Not until the day she’d walked into his office asking for a job.
Chapter Six
It was still muggy outside at 7:00 p.m. A milky haze of mist hung over the soccer field, with a great orange ball of sun dipping lower behind the goalposts. The buzz of locusts filled the evening air.
Luke waited for her by the barn. He was grinding out the stub of a cigarette with his toe when she walked up.
“Thought you stopped that years ago,” she said to him.
“Did,” he said, with a puff of smoke. “Just every once in a while…”
She shrugged, thinking of the entire box of chocolate marshmallow cookies she’d consumed during a marathon viewing of Pride and Prejudice after Michael had left. She was hardly one to point fingers. “I guess we all do things that aren’t good for us once in a while.”
He looked at her for a moment. “Yeah, well, I won’t tell if you won’t.”
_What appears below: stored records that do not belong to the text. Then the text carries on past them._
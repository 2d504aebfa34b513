//! Wire envelope framing (§4.1).
//!
//! Two distinct framings are used on the wire:
//!
//! - **Control/API/signaling streams** carry a sequence of independent
//!   JSON values with no length prefix and no delimiter — each value is
//!   simply as many bytes as its own syntax takes. `JsonFrameDecoder`
//!   feeds a `serde_json::StreamDeserializer` incrementally so a frame
//!   that arrives split across several reads is handled correctly.
//! - **In-band terminal streams** (regular interactive SSH sessions)
//!   carry ordinary terminal bytes with the occasional OSC escape
//!   sequence spliced in: `ESC ']' <tag> ';' <json> (BEL | ESC '\')`.
//!   `OscScanner` is a byte-at-a-time FSM that passes everything that
//!   isn't part of a recognized envelope straight through untouched,
//!   per the requirement that UNN's presence never corrupts the
//!   ordinary terminal stream (§4.1, Testable Property #5, Scenario S6).

use crate::error::EnvelopeError;
use serde_json::Value;

/// Incrementally decodes a byte stream into independent JSON values
/// with no delimiter between them, per §4.1.
///
/// `serde_json::StreamDeserializer` already knows how to find the end
/// of one JSON value in a buffer that might contain a second, partial
/// one; this wraps it so callers can `feed()` bytes as they arrive off
/// a socket and drain whatever complete frames are now available.
#[derive(Default)]
pub struct JsonFrameDecoder {
    buf: Vec<u8>,
}

impl JsonFrameDecoder {
    pub fn new() -> Self {
        Self::default()
    }

    /// Append newly-read bytes and return every complete JSON value now
    /// decodable from the buffer, leaving any trailing partial value in
    /// place for the next call.
    pub fn feed(&mut self, bytes: &[u8]) -> Result<Vec<Value>, EnvelopeError> {
        self.buf.extend_from_slice(bytes);

        let mut frames = Vec::new();
        let mut consumed = 0;
        {
            let mut stream =
                serde_json::Deserializer::from_slice(&self.buf).into_iter::<Value>();
            loop {
                match stream.next() {
                    Some(Ok(value)) => {
                        consumed = stream.byte_offset();
                        frames.push(value);
                    }
                    Some(Err(e)) if e.is_eof() => break,
                    Some(Err(e)) => return Err(EnvelopeError::MalformedFrame(e)),
                    None => break,
                }
            }
        }
        self.buf.drain(..consumed);
        Ok(frames)
    }
}

/// OSC terminator flavor, tracked so an emitted frame matches what was
/// received when echoing (not required by the protocol, but keeps
/// round-trips byte-identical in tests).
#[derive(Debug, Clone, Copy, PartialEq, Eq)]
pub enum OscTerminator {
    Bel,
    StEscBackslash,
}

/// One decoded OSC envelope: `ESC ']' <tag> ';' <json> <terminator>`.
#[derive(Debug, Clone, PartialEq)]
pub struct OscFrame {
    pub tag: u16,
    pub payload: Value,
}

/// Output of feeding bytes through the scanner: plain terminal bytes to
/// pass through untouched, interleaved with any OSC frames recognized
/// along the way, in the order they occurred.
#[derive(Debug, Clone, PartialEq)]
pub enum ScanEvent {
    PassThrough(Vec<u8>),
    Frame(OscFrame),
}

const ESC: u8 = 0x1b;
const BEL: u8 = 0x07;

#[derive(Debug, Clone, Copy, PartialEq, Eq)]
enum State {
    Plain,
    SawEsc,
    InTag,
    InPayload,
    PayloadSawEsc,
}

/// Streaming scanner for OSC escape sequences embedded in an otherwise
/// ordinary terminal byte stream (§4.1). Bytes that are not part of a
/// recognized `ESC ']' ... BEL` / `ESC ']' ... ESC '\'` sequence are
/// emitted verbatim via `ScanEvent::PassThrough`; malformed sequences
/// (non-numeric tag, unparseable JSON) are discarded rather than
/// corrupting the rest of the stream, matching Scenario S6.
#[derive(Default)]
pub struct OscScanner {
    state: State,
    tag_buf: Vec<u8>,
    payload_buf: Vec<u8>,
    passthrough: Vec<u8>,
}

impl Default for State {
    fn default() -> Self {
        State::Plain
    }
}

impl OscScanner {
    pub fn new() -> Self {
        Self::default()
    }

    /// Feed a chunk of bytes and return the events recognized so far.
    /// Safe to call repeatedly with arbitrarily small chunks, including
    /// chunks that split an escape sequence mid-way.
    pub fn feed(&mut self, bytes: &[u8]) -> Vec<ScanEvent> {
        let mut events = Vec::new();
        for &b in bytes {
            self.feed_byte(b, &mut events);
        }
        self.flush_passthrough(&mut events);
        events
    }

    fn flush_passthrough(&mut self, events: &mut Vec<ScanEvent>) {
        if !self.passthrough.is_empty() {
            events.push(ScanEvent::PassThrough(std::mem::take(&mut self.passthrough)));
        }
    }

    fn feed_byte(&mut self, b: u8, events: &mut Vec<ScanEvent>) {
        match self.state {
            State::Plain => {
                if b == ESC {
                    self.state = State::SawEsc;
                } else {
                    self.passthrough.push(b);
                }
            }
            State::SawEsc => {
                if b == b']' {
                    self.flush_passthrough(events);
                    self.tag_buf.clear();
                    self.state = State::InTag;
                } else {
                    // Not an OSC sequence we recognize; replay both bytes
                    // as plain terminal output.
                    self.passthrough.push(ESC);
                    self.passthrough.push(b);
                    self.state = State::Plain;
                }
            }
            State::InTag => {
                if b == b';' {
                    self.payload_buf.clear();
                    self.state = State::InPayload;
                } else if b.is_ascii_digit() {
                    self.tag_buf.push(b);
                } else {
                    // Malformed tag: abandon the sequence, drop what we
                    // buffered, resume plain scanning from here.
                    self.state = State::Plain;
                }
            }
            State::InPayload => {
                if b == BEL {
                    self.emit_frame(events, OscTerminator::Bel);
                } else if b == ESC {
                    self.state = State::PayloadSawEsc;
                } else {
                    self.payload_buf.push(b);
                }
            }
            State::PayloadSawEsc => {
                if b == b'\\' {
                    self.emit_frame(events, OscTerminator::StEscBackslash);
                } else {
                    // Esc inside payload wasn't a string terminator;
                    // treat literally and keep collecting.
                    self.payload_buf.push(ESC);
                    self.payload_buf.push(b);
                    self.state = State::InPayload;
                }
            }
        }
    }

    fn emit_frame(&mut self, events: &mut Vec<ScanEvent>, _terminator: OscTerminator) {
        let tag: Option<u16> = std::str::from_utf8(&self.tag_buf)
            .ok()
            .and_then(|s| s.parse().ok());
        let payload: Option<Value> = serde_json::from_slice(&self.payload_buf).ok();
        if let (Some(tag), Some(payload)) = (tag, payload) {
            events.push(ScanEvent::Frame(OscFrame { tag, payload }));
        }
        self.tag_buf.clear();
        self.payload_buf.clear();
        self.state = State::Plain;
    }
}

/// Encode an OSC frame for writing to an in-band terminal stream,
/// terminated with BEL (the more widely-supported terminator; §4.1
/// says either is acceptable on receive).
pub fn encode_osc_frame(tag: u16, payload: &Value) -> Vec<u8> {
    let mut out = Vec::new();
    out.push(ESC);
    out.push(b']');
    out.extend_from_slice(tag.to_string().as_bytes());
    out.push(b';');
    out.extend_from_slice(payload.to_string().as_bytes());
    out.push(BEL);
    out
}

#[cfg(test)]
mod tests {
    use super::*;
    use serde_json::json;

    #[test]
    fn json_frame_decoder_handles_split_frame() {
        let mut dec = JsonFrameDecoder::new();
        let full = br#"{"type":"room_list","payload":[]}"#;
        let (a, b) = full.split_at(10);
        assert!(dec.feed(a).unwrap().is_empty());
        let frames = dec.feed(b).unwrap();
        assert_eq!(frames.len(), 1);
        assert_eq!(frames[0]["type"], "room_list");
    }

    #[test]
    fn json_frame_decoder_handles_back_to_back_frames() {
        let mut dec = JsonFrameDecoder::new();
        let frames = dec.feed(br#"{"a":1}{"b":2}"#).unwrap();
        assert_eq!(frames.len(), 2);
        assert_eq!(frames[0]["a"], 1);
        assert_eq!(frames[1]["b"], 2);
    }

    #[test]
    fn osc_scanner_extracts_frame_from_plain_text() {
        let mut scanner = OscScanner::new();
        let mut bytes = b"hello ".to_vec();
        bytes.extend(encode_osc_frame(31337, &json!({"action": "popup"})));
        bytes.extend_from_slice(b" world");
        let events = scanner.feed(&bytes);
        assert_eq!(
            events,
            vec![
                ScanEvent::PassThrough(b"hello ".to_vec()),
                ScanEvent::Frame(OscFrame {
                    tag: 31337,
                    payload: json!({"action": "popup"})
                }),
                ScanEvent::PassThrough(b" world".to_vec()),
            ]
        );
    }

    #[test]
    fn osc_scanner_handles_frame_split_across_feeds() {
        let mut scanner = OscScanner::new();
        let frame = encode_osc_frame(9, &json!({"action": "download"}));
        let (a, b) = frame.split_at(frame.len() / 2);
        let mut events = scanner.feed(a);
        events.extend(scanner.feed(b));
        let frames: Vec<_> = events
            .into_iter()
            .filter_map(|e| match e {
                ScanEvent::Frame(f) => Some(f),
                _ => None,
            })
            .collect();
        assert_eq!(frames.len(), 1);
        assert_eq!(frames[0].tag, 9);
    }

    #[test]
    fn osc_scanner_drops_malformed_tag_without_corrupting_stream() {
        let mut scanner = OscScanner::new();
        // ESC ']' followed by a non-digit tag char, then ordinary text.
        let mut bytes = vec![ESC, b']', b'x'];
        bytes.extend_from_slice(b"after");
        let events = scanner.feed(&bytes);
        // The malformed sequence is dropped; "after" (the 'x' was consumed
        // as part of abandoning the tag) still passes through.
        assert!(events
            .iter()
            .any(|e| matches!(e, ScanEvent::PassThrough(b) if b == b"after")));
        assert!(!events.iter().any(|e| matches!(e, ScanEvent::Frame(_))));
    }

    #[test]
    fn osc_scanner_st_terminator_also_recognized() {
        let mut scanner = OscScanner::new();
        let mut bytes = vec![ESC, b']'];
        bytes.extend_from_slice(b"31337;{}");
        bytes.push(ESC);
        bytes.push(b'\\');
        let events = scanner.feed(&bytes);
        assert_eq!(
            events,
            vec![ScanEvent::Frame(OscFrame {
                tag: 31337,
                payload: json!({})
            })]
        );
    }

    #[test]
    fn lone_esc_not_followed_by_bracket_passes_through() {
        let mut scanner = OscScanner::new();
        let events = scanner.feed(&[ESC, b'X']);
        assert_eq!(events, vec![ScanEvent::PassThrough(vec![ESC, b'X'])]);
    }
}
She hesitated. Was he talking about smoking or…? Or nothing. Of course he meant smoking. “I’m not going to tell,” she said flippantly. “The kids don’t need to know what a dubious role model you really are.”
He raised an eyebrow, resting his gaze on hers for a moment. “Think you’re a better one?”
She straightened. “I’ll be an excellent influence, Luke. You know I was a great student. You used to make fun of me for it all the time.”
He gave a laugh and started off toward the bus, like the Pied Piper, so sure she would follow him that he didn’t even look back.
She did.
“I don’t think I made fun of you for being a good student,” he said lazily. “As I recall, it was for sucking up to the teachers.”
“I did not suck up to the teachers!”
“Geez, Grace, you needed an extra locker just for all the polished red apples you brought in for Mrs. MacGonagle.”
“Once,” Grace said, her face going hot immediately. She had taken so much grief for that. “Once I brought in apples for Mrs. MacGonagle, and it was only because my mother told her we had such a huge harvest from the apple tree that she was going to have to throw them away if no one wanted them. And they weren’t polished.”
“Okay,” Luke said, splaying his arms as he walked. “If you say so.”
“What about you? As I recall you were an all-A student, even while you were doing your broody James Dean thing. You even got that big scholarship.”
“I never sucked up.” He smiled, but it was a smile that said he didn’t want to talk about anything personal if it had to do with himself. He kept walking until he got to the bus. “Okay,” he said, leaning on the yellow vehicle. “Go to it.”
“Okay.” If he didn’t want to talk about it, they wouldn’t talk about it.
She walked past him and into the bus. He followed this time.
It was as hot as a sauna inside. “Comfortable?” Grace asked with a wan smile. “If not, I can turn on the air conditioner. Oh, wait, there isn’t an air conditioner.”
“I’m fine,” Luke said. “But if you’re hot, go ahead and turn on the fan. That should help.”
She gave him a look. “You’ve never driven this bus in the summer, have you?”
“Sure I have. Now get going so you can pass the test and drive it yourself this summer.”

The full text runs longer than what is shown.